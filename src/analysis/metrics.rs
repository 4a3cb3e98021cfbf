//! KPI, campaign, and monthly roll-ups over normalized rows. Derived ratios
//! use safe division and a 2-decimal presentation rounding contract.

use std::collections::BTreeMap;

use crate::types::{CampaignMetrics, KpiSummary, MonthlyPoint, SearchTermRow};

/// Presentation rounding for derived ratios — not an internal precision.
fn round2(value: f64) -> f64 {
    (value * 100.0).round() / 100.0
}

/// Zero denominator yields zero, never an error or infinity.
fn safe_div(numerator: f64, denominator: f64) -> f64 {
    if denominator > 0.0 {
        numerator / denominator
    } else {
        0.0
    }
}

pub fn kpi_summary(rows: &[SearchTermRow]) -> KpiSummary {
    let total_sales: f64 = rows.iter().map(|r| r.sales).sum();
    let ad_spend: f64 = rows.iter().map(|r| r.spend).sum();
    let orders: u64 = rows.iter().map(|r| r.orders).sum();
    let impressions: u64 = rows.iter().map(|r| r.impressions).sum();
    let clicks: u64 = rows.iter().map(|r| r.clicks).sum();

    KpiSummary {
        total_sales: round2(total_sales),
        ad_spend: round2(ad_spend),
        roas: round2(safe_div(total_sales, ad_spend)),
        acos: round2(safe_div(ad_spend, total_sales) * 100.0),
        orders,
        impressions,
        clicks,
        ctr: round2(safe_div(clicks as f64, impressions as f64) * 100.0),
        conversion_rate: round2(safe_div(orders as f64, clicks as f64) * 100.0),
        avg_cpc: round2(safe_div(ad_spend, clicks as f64)),
    }
}

#[derive(Default)]
struct CampaignAccumulator {
    portfolio: Option<String>,
    impressions: u64,
    clicks: u64,
    spend: f64,
    sales: f64,
    orders: u64,
}

/// Per-campaign roll-up, ordered by campaign name. The portfolio is the
/// first non-empty value seen in row order.
pub fn campaign_metrics(rows: &[SearchTermRow]) -> Vec<CampaignMetrics> {
    let mut grouped: BTreeMap<String, CampaignAccumulator> = BTreeMap::new();

    for row in rows {
        let acc = grouped.entry(row.campaign_name.clone()).or_default();
        acc.impressions += row.impressions;
        acc.clicks += row.clicks;
        acc.spend += row.spend;
        acc.sales += row.sales;
        acc.orders += row.orders;
        if acc.portfolio.is_none() {
            acc.portfolio = row.portfolio.clone();
        }
    }

    grouped
        .into_iter()
        .map(|(campaign_name, acc)| CampaignMetrics {
            campaign_name,
            portfolio: acc.portfolio,
            impressions: acc.impressions,
            clicks: acc.clicks,
            spend: round2(acc.spend),
            sales: round2(acc.sales),
            orders: acc.orders,
            acos: round2(safe_div(acc.spend, acc.sales) * 100.0),
            roas: round2(safe_div(acc.sales, acc.spend)),
        })
        .collect()
}

/// Year-month sales/spend series, ascending by "YYYY-MM" label. Rows with
/// no date are excluded from the grouping entirely.
pub fn monthly_series(rows: &[SearchTermRow]) -> Vec<MonthlyPoint> {
    use chrono::Datelike;

    let mut grouped: BTreeMap<(i32, u32), (f64, f64)> = BTreeMap::new();
    for row in rows {
        let Some(date) = row.date else {
            continue;
        };
        let bucket = grouped.entry((date.year(), date.month())).or_default();
        bucket.0 += row.sales;
        bucket.1 += row.spend;
    }

    grouped
        .into_iter()
        .map(|((year, month), (sales, spend))| MonthlyPoint {
            month: format!("{year:04}-{month:02}"),
            sales: round2(sales),
            spend: round2(spend),
        })
        .collect()
}

// ---------------------------------------------------------------------------
// Tests
// ---------------------------------------------------------------------------

#[cfg(test)]
mod tests {
    use super::*;
    use chrono::NaiveDate;

    fn row(campaign: &str, spend: f64, sales: f64) -> SearchTermRow {
        SearchTermRow {
            date: None,
            campaign_name: campaign.to_string(),
            ad_group_name: "Group".to_string(),
            portfolio: None,
            targeting: String::new(),
            match_type: "broad".to_string(),
            customer_search_term: "term".to_string(),
            impressions: 0,
            clicks: 0,
            spend,
            sales,
            orders: 0,
            units: 0,
            cpc: 0.0,
            acos: None,
            roas: None,
            ctr: None,
            conversion_rate: None,
        }
    }

    #[test]
    fn kpis_sum_and_derive_with_rounding() {
        let mut a = row("A", 10.0, 40.0);
        a.impressions = 1000;
        a.clicks = 30;
        a.orders = 4;
        let mut b = row("A", 5.0, 20.0);
        b.impressions = 500;
        b.clicks = 15;
        b.orders = 2;

        let kpis = kpi_summary(&[a, b]);
        assert_eq!(kpis.total_sales, 60.0);
        assert_eq!(kpis.ad_spend, 15.0);
        assert_eq!(kpis.roas, 4.0);
        assert_eq!(kpis.acos, 25.0);
        assert_eq!(kpis.ctr, 3.0);
        assert_eq!(kpis.conversion_rate, 13.33);
        assert_eq!(kpis.avg_cpc, 0.33);
    }

    #[test]
    fn kpi_safe_division_yields_zero() {
        let r = row("A", 100.0, 0.0); // spend with no sales, no impressions
        let kpis = kpi_summary(&[r]);
        assert_eq!(kpis.acos, 0.0);
        assert_eq!(kpis.roas, 0.0);
        assert_eq!(kpis.ctr, 0.0);
        assert_eq!(kpis.conversion_rate, 0.0);
        assert_eq!(kpis.avg_cpc, 0.0);
    }

    #[test]
    fn empty_row_set_is_all_zeros() {
        let kpis = kpi_summary(&[]);
        assert_eq!(kpis.total_sales, 0.0);
        assert_eq!(kpis.impressions, 0);
        assert_eq!(kpis.acos, 0.0);
    }

    #[test]
    fn campaigns_group_sorted_with_first_seen_portfolio() {
        let mut b1 = row("Beta", 10.0, 20.0);
        b1.portfolio = None;
        let mut a1 = row("Alpha", 5.0, 0.0);
        a1.portfolio = Some("P-main".to_string());
        let mut b2 = row("Beta", 10.0, 30.0);
        b2.portfolio = Some("P-late".to_string());

        let metrics = campaign_metrics(&[b1, a1, b2]);
        assert_eq!(metrics.len(), 2);
        assert_eq!(metrics[0].campaign_name, "Alpha");
        assert_eq!(metrics[0].portfolio.as_deref(), Some("P-main"));
        assert_eq!(metrics[0].acos, 0.0); // no sales → safe division
        assert_eq!(metrics[1].campaign_name, "Beta");
        // First non-empty value wins even though the first row had none.
        assert_eq!(metrics[1].portfolio.as_deref(), Some("P-late"));
        assert_eq!(metrics[1].spend, 20.0);
        assert_eq!(metrics[1].sales, 50.0);
        assert_eq!(metrics[1].acos, 40.0);
        assert_eq!(metrics[1].roas, 2.5);
    }

    #[test]
    fn monthly_buckets_by_year_month_ascending() {
        let mut jan_a = row("A", 1.0, 10.0);
        jan_a.date = NaiveDate::from_ymd_opt(2024, 1, 15);
        let mut jan_b = row("A", 2.0, 20.0);
        jan_b.date = NaiveDate::from_ymd_opt(2024, 1, 20);
        let mut dec = row("A", 4.0, 40.0);
        dec.date = NaiveDate::from_ymd_opt(2023, 12, 1);
        let undated = row("A", 99.0, 99.0);

        let series = monthly_series(&[jan_a, jan_b, dec, undated]);
        assert_eq!(series.len(), 2);
        assert_eq!(series[0].month, "2023-12");
        assert_eq!(series[1].month, "2024-01");
        assert_eq!(series[1].sales, 30.0);
        assert_eq!(series[1].spend, 3.0);
    }
}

|---|

EXERCISE OBJECTIVE =>
Copy out the lines above with "CampaignMetrics" in them.

SOLUTION TO THE PROBLEM =>
use crate::types::{CampaignMetrics, KpiSummary, MonthlyPoint, SearchTermRow};
pub fn campaign_metrics(rows: &[SearchTermRow]) -> Vec<CampaignMetrics> {
        .map(|(campaign_name, acc)| CampaignMetrics {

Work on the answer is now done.